In recent years, advanced polymer-based formulation processes (e.g. hot melt extrusion, HME) have emerge as enabling technologies for continuous solid dosage formulations of active pharmaceutical ingredients (APIs). However, aside from thermal stability of the individual components (polymer + API), polymorphic stability of the API is thought to be a requirement when HME is employed to produce crystalline solid dispersions (CSDs). Polymorphism enables molecules to exhibit multiple crystalline phases with inherently different physical properties and it is known to occur in up to 80% of APIs. Acetaminophen (ACM) is a widely used analgesic that, to date, exhibit five polymorphic forms from which only two are stable at ambient conditions. Form I (ACM I) is the most stable and commercially available form, however, presents low compressibility, which renders the tableting process cumbersome. The metastable form, ACM II, possess higher compressibility and solubility, but it is not readily accessible without using additives in the crystallization process prior to the formulation.
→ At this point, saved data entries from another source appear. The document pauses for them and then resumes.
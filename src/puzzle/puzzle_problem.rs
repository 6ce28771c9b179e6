use crate::puzzle::{Board, PuzzleHeuristic};
use crate::search::{
    search_engines::{SearchEngineName, SearchOutcome, SearchResult},
    GoalTest, Heuristic, HeuristicValue, SearchError, SearchProblem, SearchStatistics,
    Successor,
};
use tracing::info;

/// Solving a sliding-tile board. Every move costs 1, the goal is the solved
/// board of the same dimensions.
#[derive(Debug, Clone)]
pub struct PuzzleProblem {
    goal: Board,
    heuristic: PuzzleHeuristic,
    goal_test: GoalTest,
}

impl PuzzleProblem {
    /// By default boards are goal-tested as soon as they are generated, the
    /// way breadth-first search over the puzzle is usually run.
    pub fn new(board: &Board) -> Self {
        Self {
            goal: board.solved(),
            heuristic: PuzzleHeuristic::default(),
            goal_test: GoalTest::OnGeneration,
        }
    }

    pub fn with_heuristic(mut self, heuristic: PuzzleHeuristic) -> Self {
        self.heuristic = heuristic;
        self
    }

    pub fn with_goal_test(mut self, goal_test: GoalTest) -> Self {
        self.goal_test = goal_test;
        self
    }

    pub fn goal(&self) -> &Board {
        &self.goal
    }
}

impl SearchProblem for PuzzleProblem {
    type State = Board;

    fn successors(&self, board: &Board) -> Vec<Successor<Board>> {
        board
            .neighbours()
            .map(|(_, neighbour)| Successor::new(neighbour, 1.))
            .collect()
    }

    fn is_goal(&self, board: &Board) -> bool {
        *board == self.goal
    }

    fn heuristic(&self, board: &Board) -> Result<HeuristicValue, SearchError> {
        self.heuristic.evaluate(board)
    }

    fn goal_test(&self) -> GoalTest {
        self.goal_test
    }
}

/// Solve `board` with breadth-first search, testing boards for the goal when
/// they are generated. The path has as few moves as possible. Boards that
/// cannot be solved are reported without searching.
pub fn solve(board: &Board) -> Result<SearchResult<Board>, SearchError> {
    solve_with(board, SearchEngineName::Bfs, PuzzleHeuristic::default()).map(|(result, _)| result)
}

/// Solve `board` with any strategy. Breadth-first search tests for the goal
/// on generation, every other strategy on expansion, which keeps uniform-cost
/// search and A* optimal.
pub fn solve_with(
    board: &Board,
    engine: SearchEngineName,
    heuristic: PuzzleHeuristic,
) -> SearchOutcome<Board> {
    if !board.is_solvable() {
        info!(inversions = board.inversions(), "board is not solvable");
        return Ok((SearchResult::ProvablyUnsolvable, SearchStatistics::new()));
    }
    let goal_test = if engine == SearchEngineName::Bfs {
        GoalTest::OnGeneration
    } else {
        GoalTest::OnExpansion
    };
    let problem = PuzzleProblem::new(board)
        .with_heuristic(heuristic)
        .with_goal_test(goal_test);
    engine.search(&problem, board.clone())
}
The present study shows how ACM I can be transformed into ACM II during the formulation process without additives to obtain CSDs. For the proof of principle study, the CSDs were obtained by temperature-simulated hot melt extrusion (TS-HME) experiments using a differential scanning calorimeter (DSC). The physical mixtures of ACM and polyethylene glycol 10,000 and the solid dispersions thereof were characterized by powder X-ray diffraction, Fourier transform infrared spectroscopy, DSC, thermogravimetric analysis, and hot stage microscopy. The results demonstrate that employing this method can provide access to CSDs of ACM II with high polymorphic purity. The polymorphic phase transformation process from ACM form I into form II can be controlled by precisely defined heating and cooling profiles. Ultimately, this investigation helps to gain fundamental understanding of the processing needs of CSDs with the desired polymorphic form while contributing to process intensification efforts.